__Task item__
Only one stretch of the data below is wanted: the lines from the one with "mod traverse;" through the one with "single SDL file.", repeated exactly.

___ Data to use

use thiserror::Error;

#[derive(Debug, Error)]
pub(crate) enum CliError {
    #[error("invalid glob pattern '{path}': {source}")]
    InvalidPattern {
        path: String,
        source: glob::PatternError,
    },
    #[error("no schema files match '{path}'")]
    NoSchemaFiles { path: String },
    #[error("could not read schema file '{path}': {source}")]
    ReadSchemaFile {
        path: String,
        source: std::io::Error,
    },
    #[error("old and new schema paths are both '{0}'")]
    SameSchemaPaths(String),
    #[error(transparent)]
    Glob(#[from] glob::GlobError),
    #[error(transparent)]
    Parse(#[from] graphql_schema_diff::ParseError),
    #[error(transparent)]
    Lint(#[from] graphql_schema_lint::LintError),
    #[error(transparent)]
    Io(#[from] std::io::Error),
}
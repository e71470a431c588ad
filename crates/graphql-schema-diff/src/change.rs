use async_graphql_parser::Pos;
use serde::Serialize;
use std::fmt;

/// A single observable difference between two schemas.
#[derive(Debug, Clone, PartialEq, Eq, Serialize)]
pub struct Change<'a> {
    pub kind: ChangeKind,
    pub criticality: Criticality,
    /// Human readable description of the change.
    pub message: String,
    /// Dotted path to the changed construct, e.g. `TypeName.fieldName.argName`
    /// or `@directiveName.argName`.
    pub path: String,
    pub position: SourcePosition<'a>,
}

/// Location of a change in the schema sources. Points into the new schema
/// where the construct still exists, into the old schema otherwise.
#[derive(Debug, Clone, Copy, PartialEq, Eq, PartialOrd, Ord, Serialize)]
pub struct SourcePosition<'a> {
    pub file: &'a str,
    pub line: usize,
    pub column: usize,
}

impl<'a> SourcePosition<'a> {
    pub(crate) fn new(file: &'a str, pos: Pos) -> Self {
        SourcePosition {
            file,
            line: pos.line,
            column: pos.column,
        }
    }
}

/// How a change affects existing clients.
#[derive(Debug, Clone, Copy, PartialEq, Eq, PartialOrd, Ord, Hash, Serialize)]
pub enum Criticality {
    /// Compatible with the previous version.
    NonBreaking,
    /// Compatible with the previous version, but can change behavior for
    /// defensively written consumers.
    Dangerous,
    /// Incompatible with the previous version.
    Breaking,
}

impl Criticality {
    /// The marker printed in front of report lines of this criticality.
    pub fn marker(self) -> &'static str {
        match self {
            Criticality::Breaking => "❌",
            Criticality::Dangerous => "✋️",
            Criticality::NonBreaking => "✅",
        }
    }
}

impl fmt::Display for Criticality {
    fn fmt(&self, f: &mut fmt::Formatter<'_>) -> fmt::Result {
        let name = match self {
            Criticality::Breaking => "Breaking",
            Criticality::Dangerous => "Dangerous",
            Criticality::NonBreaking => "NonBreaking",
        };
        f.write_str(name)
    }
}

/// Every kind of change the differ can detect.
#[derive(Debug, Clone, Copy, PartialEq, Eq, PartialOrd, Ord, Hash, Serialize)]
#[serde(rename_all = "SCREAMING_SNAKE_CASE")]
pub enum ChangeKind {
    TypeAdded,
    TypeRemoved,
    TypeKindChanged,
    TypeDescriptionChanged,
    FieldAdded,
    FieldRemoved,
    FieldTypeChanged,
    FieldDescriptionChanged,
    FieldDeprecationAdded,
    FieldDeprecationRemoved,
    FieldDeprecationReasonChanged,
    FieldArgumentAdded,
    FieldArgumentRemoved,
    FieldArgumentTypeChanged,
    FieldArgumentDefaultChanged,
    FieldArgumentDescriptionChanged,
    InputFieldAdded,
    InputFieldRemoved,
    InputFieldTypeChanged,
    InputFieldDefaultValueChanged,
    InputFieldDescriptionChanged,
    EnumValueAdded,
    EnumValueRemoved,
    EnumValueDescriptionChanged,
    EnumValueDeprecationAdded,
    EnumValueDeprecationReasonChanged,
    UnionMemberAdded,
    UnionMemberRemoved,
    ObjectTypeInterfaceAdded,
    ObjectTypeInterfaceRemoved,
    DirectiveAdded,
    DirectiveRemoved,
    DirectiveChanged,
    DirectiveDescriptionChanged,
    DirectiveLocationAdded,
    DirectiveLocationRemoved,
    DirectiveRepeatableAdded,
    DirectiveRepeatableRemoved,
    DirectiveArgumentAdded,
    DirectiveArgumentRemoved,
    DirectiveArgumentTypeChanged,
    DirectiveArgumentDefaultValueChanged,
    DirectiveArgumentDescriptionChanged,
    DirectiveArgumentValueChanged,
    SchemaQueryTypeChanged,
    SchemaMutationTypeChanged,
    SchemaSubscriptionTypeChanged,
}
//! Diffing of federated GraphQL schemas for change management.
//!
//! Compare two versions of a schema and get back every observable
//! difference, classified by how it affects existing clients:
//!
//! ```
//! use graphql_schema_diff::{SchemaDocument, find_changes};
//!
//! let old = SchemaDocument::parse("old.graphql", "type Query { hello: String }").unwrap();
//! let new = SchemaDocument::parse("new.graphql", "type Query { hello: String! }").unwrap();
//!
//! let changes = find_changes(&old, &new);
//!
//! assert_eq!(changes.len(), 1);
//! ```

mod change;
mod compat;
mod directives;
mod report;
mod state;
mod traverse;
mod type_definitions;

pub use change::{Change, ChangeKind, Criticality, SourcePosition};
pub use report::{
    group_by_criticality, report_breaking_changes, report_dangerous_changes,
    report_non_breaking_changes,
};

use async_graphql_parser::types::{ServiceDocument, TypeSystemDefinition};

/// A parsed schema, possibly spread over several SDL files. Definitions
/// remember the file they came from so that changes can point into it.
#[derive(Debug)]
pub struct SchemaDocument {
    files: Vec<SourceFile>,
}

#[derive(Debug)]
struct SourceFile {
    name: String,
    document: ServiceDocument,
}

impl SchemaDocument {
    /// Parse a single SDL file.
    pub fn parse(name: impl Into<String>, sdl: &str) -> Result<Self, ParseError> {
        let name = name.into();
        let document = async_graphql_parser::parse_schema(sdl)
            .map_err(|source| ParseError { file: name.clone(), source })?;

        Ok(SchemaDocument {
            files: vec![SourceFile { name, document }],
        })
    }

    /// Parse a schema spread over several files, in the given order. The
    /// first failing file aborts the whole parse.
    pub fn parse_files<I>(files: I) -> Result<Self, ParseError>
    where
        I: IntoIterator<Item = (String, String)>,
    {
        let files = files
            .into_iter()
            .map(|(name, sdl)| {
                let document = async_graphql_parser::parse_schema(&sdl)
                    .map_err(|source| ParseError { file: name.clone(), source })?;
                Ok(SourceFile { name, document })
            })
            .collect::<Result<_, _>>()?;

        Ok(SchemaDocument { files })
    }

    pub(crate) fn iter_definitions(&self) -> impl Iterator<Item = (&str, &TypeSystemDefinition)> {
        self.files.iter().flat_map(|file| {
            file.document
                .definitions
                .iter()
                .map(move |definition| (file.name.as_str(), definition))
        })
    }

    pub(crate) fn definition_count(&self) -> usize {
        self.files.iter().map(|file| file.document.definitions.len()).sum()
    }
}

/// The schema text of one of the input files was not valid GraphQL SDL.
#[derive(Debug, thiserror::Error)]
#[error("failed to parse '{file}': {source}")]
pub struct ParseError {
    file: String,
    source: async_graphql_parser::Error,
}

impl ParseError {
    /// The file the parser rejected.
    pub fn file(&self) -> &str {
        &self.file
    }
}

/// Compare two schemas and list every difference, ordered by source
/// position.
pub fn find_changes<'a>(old: &'a SchemaDocument, new: &'a SchemaDocument) -> Vec<Change<'a>> {
    let mut state = state::DiffState::default();
    traverse::traverse_documents([old, new], &mut state);
    state.into_changes()
}
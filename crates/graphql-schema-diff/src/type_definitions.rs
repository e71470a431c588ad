//! Structural comparison of a type definition that exists on both sides of
//! the diff, dispatched on its kind.

use crate::{
    Change, ChangeKind, Criticality, SourcePosition,
    compat::{safe_change_for_input, safe_change_for_output},
    directives::{
        deprecation_reason, find_deprecated, push_directive_application_changes,
    },
    state::{DefinitionKind, Sourced, default_value, description_text, render_default},
};
use async_graphql_parser::{
    Positioned,
    types::{
        EnumType, FieldDefinition, InputObjectType, InputValueDefinition, TypeDefinition, TypeKind,
        UnionType,
    },
};
use async_graphql_value::Name;

pub(crate) fn push_persisted_type_changes<'a>(
    name: &'a str,
    old: Sourced<'a, Positioned<TypeDefinition>>,
    new: Sourced<'a, Positioned<TypeDefinition>>,
    changes: &mut Vec<Change<'a>>,
) {
    let old_kind = DefinitionKind::new(&old.node.node.kind);
    let new_kind = DefinitionKind::new(&new.node.node.kind);
    let new_type_position = new.position(new.node.pos);

    if old_kind != new_kind {
        // Turning, say, an object type into a scalar breaks every query with
        // a selection set on it. The structural comparison below is
        // meaningless across kinds, so this is the only change reported.
        changes.push(Change {
            kind: ChangeKind::TypeKindChanged,
            criticality: Criticality::Breaking,
            message: format!(
                "Type '{name}' kind changed from '{}' to '{}'",
                old_kind.as_str(),
                new_kind.as_str()
            ),
            path: name.to_owned(),
            position: new_type_position,
        });
    }

    if description_text(&old.node.node.description) != description_text(&new.node.node.description) {
        changes.push(Change {
            kind: ChangeKind::TypeDescriptionChanged,
            criticality: Criticality::NonBreaking,
            message: format!("Type '{name}' description changed"),
            path: name.to_owned(),
            position: new_type_position,
        });
    }

    match (&old.node.node.kind, &new.node.node.kind) {
        (TypeKind::Enum(old_enum), TypeKind::Enum(new_enum)) => {
            push_enum_changes(name, old.with(old_enum), new.with(new_enum), changes);
        }
        (TypeKind::InputObject(old_input), TypeKind::InputObject(new_input)) => {
            push_input_object_changes(
                name,
                old.with(old_input),
                new.with(new_input),
                new_type_position,
                changes,
            );
        }
        (TypeKind::Interface(old_interface), TypeKind::Interface(new_interface)) => {
            push_directive_application_changes(
                &old.node.node.directives,
                &new.node.node.directives,
                name,
                new_type_position,
                changes,
            );
            push_field_changes(
                name,
                DefinitionKind::Interface,
                old.with(old_interface.fields.as_slice()),
                new.with(new_interface.fields.as_slice()),
                new_type_position,
                changes,
            );
        }
        (TypeKind::Object(old_object), TypeKind::Object(new_object)) => {
            push_implemented_interface_changes(
                name,
                &old_object.implements,
                &new_object.implements,
                new_type_position,
                changes,
            );
            push_directive_application_changes(
                &old.node.node.directives,
                &new.node.node.directives,
                name,
                new_type_position,
                changes,
            );
            push_field_changes(
                name,
                DefinitionKind::Object,
                old.with(old_object.fields.as_slice()),
                new.with(new_object.fields.as_slice()),
                new_type_position,
                changes,
            );
        }
        (TypeKind::Union(old_union), TypeKind::Union(new_union)) => {
            push_union_member_changes(name, old_union, new_union, new_type_position, changes);
        }
        _ => (),
    }
}

fn push_enum_changes<'a>(
    enum_name: &'a str,
    old: Sourced<'a, EnumType>,
    new: Sourced<'a, EnumType>,
    changes: &mut Vec<Change<'a>>,
) {
    for old_value in &old.node.values {
        let value_name = old_value.node.value.node.as_str();
        let old_deprecation = find_deprecated(&old_value.node.directives);

        let Some(new_value) = new
            .node
            .values
            .iter()
            .find(|value| value.node.value.node == old_value.node.value.node)
        else {
            let message = if old_deprecation.is_some() {
                format!("Enum value '{value_name}' (deprecated) was removed from enum '{enum_name}'")
            } else {
                format!("Enum value '{value_name}' was removed from enum '{enum_name}'")
            };

            // Queries still sending or selecting the value now error.
            changes.push(Change {
                kind: ChangeKind::EnumValueRemoved,
                criticality: Criticality::Breaking,
                message,
                path: format!("{enum_name}.{value_name}"),
                position: old.position(old_value.pos),
            });
            continue;
        };

        let value_position = new.position(new_value.pos);

        if description_text(&old_value.node.description) != description_text(&new_value.node.description)
        {
            changes.push(Change {
                kind: ChangeKind::EnumValueDescriptionChanged,
                criticality: Criticality::NonBreaking,
                message: format!(
                    "Enum value '{value_name}' description changed in enum '{enum_name}'"
                ),
                path: format!("{enum_name}.{value_name}"),
                position: value_position,
            });
        }

        let new_deprecation = find_deprecated(&new_value.node.directives);

        match (old_deprecation, new_deprecation) {
            (None, Some(_)) => changes.push(Change {
                kind: ChangeKind::EnumValueDeprecationAdded,
                criticality: Criticality::Dangerous,
                message: format!("Enum value '{value_name}' was deprecated in enum '{enum_name}'"),
                path: format!("{enum_name}.{value_name}"),
                position: value_position,
            }),
            (Some(old_deprecation), Some(new_deprecation))
                if deprecation_reason(old_deprecation) != deprecation_reason(new_deprecation) =>
            {
                changes.push(Change {
                    kind: ChangeKind::EnumValueDeprecationReasonChanged,
                    criticality: Criticality::NonBreaking,
                    message: format!(
                        "Enum value '{value_name}' deprecation reason changed in enum '{enum_name}'"
                    ),
                    path: format!("{enum_name}.{value_name}"),
                    position: value_position,
                });
            }
            _ => (),
        }
    }

    for new_value in &new.node.values {
        if old
            .node
            .values
            .iter()
            .any(|value| value.node.value.node == new_value.node.value.node)
        {
            continue;
        }

        let value_name = new_value.node.value.node.as_str();

        // Clients matching exhaustively on the enum are not prepared for it.
        changes.push(Change {
            kind: ChangeKind::EnumValueAdded,
            criticality: Criticality::Dangerous,
            message: format!("Enum value '{value_name}' was added to enum '{enum_name}'"),
            path: format!("{enum_name}.{value_name}"),
            position: new.position(new_value.pos),
        });
    }
}
#[test]
fn directive_application_removal_from_field_is_dangerous() {
    let old = r#"
        directive @cache(maxAge: Int) on FIELD_DEFINITION

        type Query {
          employees: String @cache(maxAge: 60)
        }
    "#;
    let new = r#"
        directive @cache(maxAge: Int) on FIELD_DEFINITION

        type Query {
          employees: String
        }
    "#;

    expect_single_change(old, new, ChangeKind::DirectiveRemoved, Criticality::Dangerous);
}

#[test]
fn changes_point_into_the_new_schema_where_possible() {
    let old = SchemaDocument::parse("old.graphql", "type Employee {\n  name: String\n}").unwrap();
    let new = SchemaDocument::parse("new.graphql", "type Employee {\n  name: Int\n}").unwrap();

    let changes = find_changes(&old, &new);

    assert_eq!(changes.len(), 1);
    assert_eq!(changes[0].position.file, "new.graphql");
    assert_eq!(changes[0].position.line, 2);
}

#[test]
fn multi_file_schemas_keep_per_file_positions() {
    let old = SchemaDocument::parse_files([
        ("a.graphql".to_owned(), "type Query { hello: String }".to_owned()),
        ("b.graphql".to_owned(), "type Employee { id: ID! }".to_owned()),
    ])
    .unwrap();
    let new = SchemaDocument::parse_files([
        ("a.graphql".to_owned(), "type Query { hello: String }".to_owned()),
        ("b.graphql".to_owned(), "type Employee { id: ID! name: String }".to_owned()),
    ])
    .unwrap();

    let changes = find_changes(&old, &new);

    assert_eq!(changes.len(), 1);
    assert_eq!(changes[0].kind, ChangeKind::FieldAdded);
    assert_eq!(changes[0].position.file, "b.graphql");
}

#[test]
fn parse_errors_name_the_offending_file() {
    let error = SchemaDocument::parse("broken.graphql", "type {").unwrap_err();

    assert_eq!(error.file(), "broken.graphql");
    assert!(error.to_string().contains("broken.graphql"));
}

#[test]
fn change_kinds_serialize_in_screaming_snake_case() {
    assert_eq!(
        serde_json::to_value(ChangeKind::FieldTypeChanged).unwrap(),
        serde_json::json!("FIELD_TYPE_CHANGED")
    );
    assert_eq!(
        serde_json::to_value(Criticality::NonBreaking).unwrap(),
        serde_json::json!("NonBreaking")
    );
}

______

__The answer__
mod traverse;
mod type_definitions;

pub use change::{Change, ChangeKind, Criticality, SourcePosition};
pub use report::{
    group_by_criticality, report_breaking_changes, report_dangerous_changes,
    report_non_breaking_changes,
};

use async_graphql_parser::types::{ServiceDocument, TypeSystemDefinition};

/// A parsed schema, possibly spread over several SDL files. Definitions
/// remember the file they came from so that changes can point into it.
#[derive(Debug)]
pub struct SchemaDocument {
    files: Vec<SourceFile>,
}

#[derive(Debug)]
struct SourceFile {
    name: String,
    document: ServiceDocument,
}

impl SchemaDocument {
    /// Parse a single SDL file.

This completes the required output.